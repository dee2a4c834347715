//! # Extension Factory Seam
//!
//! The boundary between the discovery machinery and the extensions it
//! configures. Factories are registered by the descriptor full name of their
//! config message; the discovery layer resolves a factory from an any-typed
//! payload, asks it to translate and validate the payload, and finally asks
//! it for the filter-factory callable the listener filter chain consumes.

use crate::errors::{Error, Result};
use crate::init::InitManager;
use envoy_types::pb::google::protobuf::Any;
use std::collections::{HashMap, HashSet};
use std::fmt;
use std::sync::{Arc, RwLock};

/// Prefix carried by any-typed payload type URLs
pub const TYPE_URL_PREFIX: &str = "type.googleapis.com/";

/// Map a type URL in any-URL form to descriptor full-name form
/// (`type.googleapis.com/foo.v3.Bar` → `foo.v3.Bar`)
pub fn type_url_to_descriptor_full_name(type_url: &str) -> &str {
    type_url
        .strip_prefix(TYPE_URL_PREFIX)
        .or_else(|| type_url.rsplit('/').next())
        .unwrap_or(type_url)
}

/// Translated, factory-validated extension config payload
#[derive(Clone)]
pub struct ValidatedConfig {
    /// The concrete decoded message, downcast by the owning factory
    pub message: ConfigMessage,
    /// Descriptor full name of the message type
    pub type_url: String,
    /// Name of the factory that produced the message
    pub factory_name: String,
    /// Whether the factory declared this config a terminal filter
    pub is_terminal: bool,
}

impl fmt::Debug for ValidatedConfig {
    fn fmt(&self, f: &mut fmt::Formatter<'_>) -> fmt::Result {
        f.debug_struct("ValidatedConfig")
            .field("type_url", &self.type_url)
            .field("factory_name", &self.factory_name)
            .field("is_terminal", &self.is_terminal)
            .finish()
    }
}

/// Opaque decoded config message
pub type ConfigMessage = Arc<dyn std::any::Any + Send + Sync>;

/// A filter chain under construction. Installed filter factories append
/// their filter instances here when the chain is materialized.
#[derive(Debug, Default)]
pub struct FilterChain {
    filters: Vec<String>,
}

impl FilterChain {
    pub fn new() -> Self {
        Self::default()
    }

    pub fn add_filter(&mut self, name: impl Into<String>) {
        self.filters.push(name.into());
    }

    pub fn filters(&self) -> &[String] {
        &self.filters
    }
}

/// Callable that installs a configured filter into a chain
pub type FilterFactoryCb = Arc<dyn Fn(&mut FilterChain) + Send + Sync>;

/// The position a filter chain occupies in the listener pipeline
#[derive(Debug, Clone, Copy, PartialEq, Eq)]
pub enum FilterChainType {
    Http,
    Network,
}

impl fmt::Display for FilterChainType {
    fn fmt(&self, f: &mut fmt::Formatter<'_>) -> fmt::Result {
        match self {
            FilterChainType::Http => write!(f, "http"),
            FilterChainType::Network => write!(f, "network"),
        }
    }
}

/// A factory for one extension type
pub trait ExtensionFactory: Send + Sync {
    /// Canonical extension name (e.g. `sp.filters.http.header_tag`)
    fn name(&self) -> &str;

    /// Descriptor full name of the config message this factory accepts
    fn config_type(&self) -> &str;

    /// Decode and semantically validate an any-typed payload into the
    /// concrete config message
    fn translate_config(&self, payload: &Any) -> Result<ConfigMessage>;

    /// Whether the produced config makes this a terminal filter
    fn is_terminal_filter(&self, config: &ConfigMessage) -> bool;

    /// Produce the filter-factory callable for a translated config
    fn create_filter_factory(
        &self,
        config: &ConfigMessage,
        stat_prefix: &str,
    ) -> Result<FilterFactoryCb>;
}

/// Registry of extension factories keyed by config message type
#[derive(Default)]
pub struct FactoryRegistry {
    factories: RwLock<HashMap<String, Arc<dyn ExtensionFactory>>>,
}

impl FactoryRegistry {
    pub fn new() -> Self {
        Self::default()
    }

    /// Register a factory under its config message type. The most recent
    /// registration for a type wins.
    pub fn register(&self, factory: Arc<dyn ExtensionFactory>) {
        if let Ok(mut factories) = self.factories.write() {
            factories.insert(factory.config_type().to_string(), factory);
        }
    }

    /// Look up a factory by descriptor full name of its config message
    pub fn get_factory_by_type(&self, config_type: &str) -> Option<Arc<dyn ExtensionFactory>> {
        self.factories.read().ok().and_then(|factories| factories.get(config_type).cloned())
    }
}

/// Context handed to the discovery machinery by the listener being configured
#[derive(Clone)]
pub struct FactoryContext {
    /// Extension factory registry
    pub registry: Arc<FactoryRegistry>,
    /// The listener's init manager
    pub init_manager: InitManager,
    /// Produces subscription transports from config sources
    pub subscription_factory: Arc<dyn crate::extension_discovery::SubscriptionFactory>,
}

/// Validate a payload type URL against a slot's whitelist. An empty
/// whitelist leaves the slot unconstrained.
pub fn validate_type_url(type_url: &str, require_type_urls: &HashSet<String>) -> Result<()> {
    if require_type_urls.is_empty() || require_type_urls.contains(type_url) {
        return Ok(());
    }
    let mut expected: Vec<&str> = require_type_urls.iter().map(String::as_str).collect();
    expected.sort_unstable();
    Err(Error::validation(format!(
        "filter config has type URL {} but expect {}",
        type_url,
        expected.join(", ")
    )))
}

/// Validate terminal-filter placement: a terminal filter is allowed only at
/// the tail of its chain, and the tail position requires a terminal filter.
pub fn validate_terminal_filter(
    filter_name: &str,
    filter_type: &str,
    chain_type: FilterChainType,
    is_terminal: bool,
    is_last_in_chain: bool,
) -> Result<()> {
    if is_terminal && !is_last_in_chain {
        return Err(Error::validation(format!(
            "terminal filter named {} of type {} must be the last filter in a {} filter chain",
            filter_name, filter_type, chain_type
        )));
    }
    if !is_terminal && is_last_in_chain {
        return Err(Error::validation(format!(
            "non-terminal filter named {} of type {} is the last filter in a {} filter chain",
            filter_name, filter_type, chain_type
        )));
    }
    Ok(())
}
******************************
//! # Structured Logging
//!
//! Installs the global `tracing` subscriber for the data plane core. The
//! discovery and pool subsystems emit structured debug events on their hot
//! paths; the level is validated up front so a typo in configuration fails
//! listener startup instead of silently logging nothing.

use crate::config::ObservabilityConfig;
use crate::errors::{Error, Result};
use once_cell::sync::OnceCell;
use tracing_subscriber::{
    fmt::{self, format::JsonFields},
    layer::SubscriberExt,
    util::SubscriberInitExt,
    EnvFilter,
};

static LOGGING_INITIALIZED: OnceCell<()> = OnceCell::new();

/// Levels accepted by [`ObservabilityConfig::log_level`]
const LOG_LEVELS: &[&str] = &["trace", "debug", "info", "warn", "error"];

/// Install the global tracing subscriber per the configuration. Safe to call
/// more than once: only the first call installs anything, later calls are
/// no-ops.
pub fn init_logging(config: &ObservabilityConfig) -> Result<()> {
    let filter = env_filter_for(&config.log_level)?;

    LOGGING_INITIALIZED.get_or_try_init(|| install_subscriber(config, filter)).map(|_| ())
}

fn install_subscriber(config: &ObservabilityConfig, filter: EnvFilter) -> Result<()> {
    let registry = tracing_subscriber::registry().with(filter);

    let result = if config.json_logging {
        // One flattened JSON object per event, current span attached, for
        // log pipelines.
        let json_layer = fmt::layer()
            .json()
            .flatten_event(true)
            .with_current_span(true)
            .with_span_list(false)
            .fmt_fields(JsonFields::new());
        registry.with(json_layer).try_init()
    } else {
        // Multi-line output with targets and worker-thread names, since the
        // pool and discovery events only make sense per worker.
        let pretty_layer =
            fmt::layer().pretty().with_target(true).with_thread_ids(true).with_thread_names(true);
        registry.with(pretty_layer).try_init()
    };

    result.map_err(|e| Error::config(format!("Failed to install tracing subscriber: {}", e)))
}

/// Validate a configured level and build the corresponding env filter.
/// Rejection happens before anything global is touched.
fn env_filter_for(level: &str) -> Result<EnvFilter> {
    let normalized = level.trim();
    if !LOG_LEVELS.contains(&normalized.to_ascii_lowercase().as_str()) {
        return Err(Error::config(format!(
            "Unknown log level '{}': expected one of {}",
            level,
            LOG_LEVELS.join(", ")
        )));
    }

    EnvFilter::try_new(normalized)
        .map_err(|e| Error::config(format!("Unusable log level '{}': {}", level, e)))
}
******************************
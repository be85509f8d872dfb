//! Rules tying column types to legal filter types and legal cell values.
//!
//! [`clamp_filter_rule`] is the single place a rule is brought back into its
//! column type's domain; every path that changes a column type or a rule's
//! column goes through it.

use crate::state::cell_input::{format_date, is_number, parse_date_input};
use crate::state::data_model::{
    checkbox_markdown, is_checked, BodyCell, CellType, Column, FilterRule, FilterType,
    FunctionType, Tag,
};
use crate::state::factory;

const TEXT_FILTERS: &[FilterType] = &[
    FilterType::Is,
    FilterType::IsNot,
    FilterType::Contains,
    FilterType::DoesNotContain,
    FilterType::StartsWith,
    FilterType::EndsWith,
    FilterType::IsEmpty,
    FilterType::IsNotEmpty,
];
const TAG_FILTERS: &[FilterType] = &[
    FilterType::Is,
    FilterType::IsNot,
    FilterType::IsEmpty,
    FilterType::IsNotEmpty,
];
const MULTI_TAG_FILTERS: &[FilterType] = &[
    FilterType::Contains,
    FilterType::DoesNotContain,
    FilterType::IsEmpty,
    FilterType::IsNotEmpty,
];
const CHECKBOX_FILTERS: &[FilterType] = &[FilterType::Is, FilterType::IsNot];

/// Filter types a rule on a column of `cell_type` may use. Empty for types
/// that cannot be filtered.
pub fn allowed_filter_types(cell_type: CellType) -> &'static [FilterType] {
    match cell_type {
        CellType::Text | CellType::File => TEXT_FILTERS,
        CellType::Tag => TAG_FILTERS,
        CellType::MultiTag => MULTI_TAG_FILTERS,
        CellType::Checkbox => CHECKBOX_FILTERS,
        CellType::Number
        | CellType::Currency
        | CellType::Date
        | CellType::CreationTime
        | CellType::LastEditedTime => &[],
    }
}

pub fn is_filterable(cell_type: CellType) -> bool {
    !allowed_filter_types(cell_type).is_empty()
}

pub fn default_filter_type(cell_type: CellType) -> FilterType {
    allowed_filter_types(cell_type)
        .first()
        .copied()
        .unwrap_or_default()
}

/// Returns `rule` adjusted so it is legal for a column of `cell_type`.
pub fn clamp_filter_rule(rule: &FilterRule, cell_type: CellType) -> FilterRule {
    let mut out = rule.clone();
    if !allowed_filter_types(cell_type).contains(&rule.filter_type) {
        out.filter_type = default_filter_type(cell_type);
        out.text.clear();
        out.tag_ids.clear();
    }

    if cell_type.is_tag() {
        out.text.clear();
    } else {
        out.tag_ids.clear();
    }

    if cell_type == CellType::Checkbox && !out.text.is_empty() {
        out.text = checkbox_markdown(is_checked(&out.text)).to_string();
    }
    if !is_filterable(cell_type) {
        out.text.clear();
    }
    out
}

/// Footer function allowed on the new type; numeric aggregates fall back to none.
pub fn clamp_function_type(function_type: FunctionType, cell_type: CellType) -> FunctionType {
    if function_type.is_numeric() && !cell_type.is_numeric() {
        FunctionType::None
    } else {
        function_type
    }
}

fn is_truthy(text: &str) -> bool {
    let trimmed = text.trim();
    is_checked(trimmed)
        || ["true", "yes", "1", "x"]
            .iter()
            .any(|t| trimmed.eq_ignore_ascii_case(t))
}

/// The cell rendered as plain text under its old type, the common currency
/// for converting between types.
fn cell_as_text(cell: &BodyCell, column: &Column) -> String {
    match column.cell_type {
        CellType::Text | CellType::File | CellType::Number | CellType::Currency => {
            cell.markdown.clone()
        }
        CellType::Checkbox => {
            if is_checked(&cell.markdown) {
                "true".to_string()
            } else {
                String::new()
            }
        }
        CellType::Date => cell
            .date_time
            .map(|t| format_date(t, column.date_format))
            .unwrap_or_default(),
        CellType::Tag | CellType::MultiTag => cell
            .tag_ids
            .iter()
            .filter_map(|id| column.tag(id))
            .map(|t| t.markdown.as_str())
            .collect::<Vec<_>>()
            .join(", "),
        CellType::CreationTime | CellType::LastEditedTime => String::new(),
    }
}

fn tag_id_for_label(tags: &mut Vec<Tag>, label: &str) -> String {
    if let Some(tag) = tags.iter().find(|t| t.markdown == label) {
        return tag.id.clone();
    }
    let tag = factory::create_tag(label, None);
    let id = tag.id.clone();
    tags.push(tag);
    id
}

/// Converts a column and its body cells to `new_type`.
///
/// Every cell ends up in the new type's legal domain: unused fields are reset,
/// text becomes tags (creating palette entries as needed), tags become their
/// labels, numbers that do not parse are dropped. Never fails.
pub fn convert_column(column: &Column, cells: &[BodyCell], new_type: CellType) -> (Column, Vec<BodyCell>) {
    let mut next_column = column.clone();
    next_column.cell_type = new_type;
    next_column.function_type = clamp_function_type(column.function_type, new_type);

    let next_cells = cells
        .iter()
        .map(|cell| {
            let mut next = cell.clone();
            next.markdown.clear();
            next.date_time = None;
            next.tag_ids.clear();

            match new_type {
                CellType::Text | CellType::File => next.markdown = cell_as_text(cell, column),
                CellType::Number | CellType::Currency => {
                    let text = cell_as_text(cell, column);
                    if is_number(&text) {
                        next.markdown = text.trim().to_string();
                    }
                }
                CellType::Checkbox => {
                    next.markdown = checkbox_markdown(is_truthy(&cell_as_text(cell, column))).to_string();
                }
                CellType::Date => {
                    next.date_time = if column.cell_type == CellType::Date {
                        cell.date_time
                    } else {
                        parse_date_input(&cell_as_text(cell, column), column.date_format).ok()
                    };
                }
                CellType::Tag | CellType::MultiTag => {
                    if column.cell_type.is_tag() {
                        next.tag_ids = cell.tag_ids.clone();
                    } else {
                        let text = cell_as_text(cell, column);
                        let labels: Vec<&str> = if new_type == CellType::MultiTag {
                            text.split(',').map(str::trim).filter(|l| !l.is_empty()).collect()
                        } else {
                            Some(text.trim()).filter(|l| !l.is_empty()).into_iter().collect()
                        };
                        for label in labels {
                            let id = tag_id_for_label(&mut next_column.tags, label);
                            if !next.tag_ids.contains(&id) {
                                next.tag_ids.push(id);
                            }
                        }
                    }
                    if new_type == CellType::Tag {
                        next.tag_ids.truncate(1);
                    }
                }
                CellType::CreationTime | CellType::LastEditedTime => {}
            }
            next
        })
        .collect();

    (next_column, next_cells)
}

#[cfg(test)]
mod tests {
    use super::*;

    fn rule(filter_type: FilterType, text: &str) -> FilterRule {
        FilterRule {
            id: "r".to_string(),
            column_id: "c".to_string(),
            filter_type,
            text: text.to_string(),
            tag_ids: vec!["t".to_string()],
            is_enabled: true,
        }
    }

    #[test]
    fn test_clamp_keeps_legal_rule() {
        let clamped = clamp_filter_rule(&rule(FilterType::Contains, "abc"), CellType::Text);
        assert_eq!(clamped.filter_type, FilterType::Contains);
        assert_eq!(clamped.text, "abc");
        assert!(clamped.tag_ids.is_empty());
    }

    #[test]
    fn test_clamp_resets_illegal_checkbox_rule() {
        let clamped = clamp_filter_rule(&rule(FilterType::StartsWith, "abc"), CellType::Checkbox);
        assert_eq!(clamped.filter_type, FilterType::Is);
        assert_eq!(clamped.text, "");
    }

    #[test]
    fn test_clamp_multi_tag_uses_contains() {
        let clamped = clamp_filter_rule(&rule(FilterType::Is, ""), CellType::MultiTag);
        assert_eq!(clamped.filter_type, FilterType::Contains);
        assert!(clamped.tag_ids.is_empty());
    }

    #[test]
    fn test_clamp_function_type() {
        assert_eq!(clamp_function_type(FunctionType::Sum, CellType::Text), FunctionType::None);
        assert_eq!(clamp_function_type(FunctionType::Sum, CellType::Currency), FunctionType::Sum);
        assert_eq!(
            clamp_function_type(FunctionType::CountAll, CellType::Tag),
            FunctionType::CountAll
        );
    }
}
******************************
- [EXERCISE DETAILS]: What you return should be exactly the lines above, starting at the one with "use crate::init::InitManager;" and ending at the one with "impl fmt::Debug for", and nothing else.

- [RESPONSE TO THE TASK]:
use crate::init::InitManager;
use envoy_types::pb::google::protobuf::Any;
use std::collections::{HashMap, HashSet};
use std::fmt;
use std::sync::{Arc, RwLock};

/// Prefix carried by any-typed payload type URLs
pub const TYPE_URL_PREFIX: &str = "type.googleapis.com/";

/// Map a type URL in any-URL form to descriptor full-name form
/// (`type.googleapis.com/foo.v3.Bar` → `foo.v3.Bar`)
pub fn type_url_to_descriptor_full_name(type_url: &str) -> &str {
    type_url
        .strip_prefix(TYPE_URL_PREFIX)
        .or_else(|| type_url.rsplit('/').next())
        .unwrap_or(type_url)
}

/// Translated, factory-validated extension config payload
#[derive(Clone)]
pub struct ValidatedConfig {
    /// The concrete decoded message, downcast by the owning factory
    pub message: ConfigMessage,
    /// Descriptor full name of the message type
    pub type_url: String,
    /// Name of the factory that produced the message
    pub factory_name: String,
    /// Whether the factory declared this config a terminal filter
    pub is_terminal: bool,
}

impl fmt::Debug for ValidatedConfig {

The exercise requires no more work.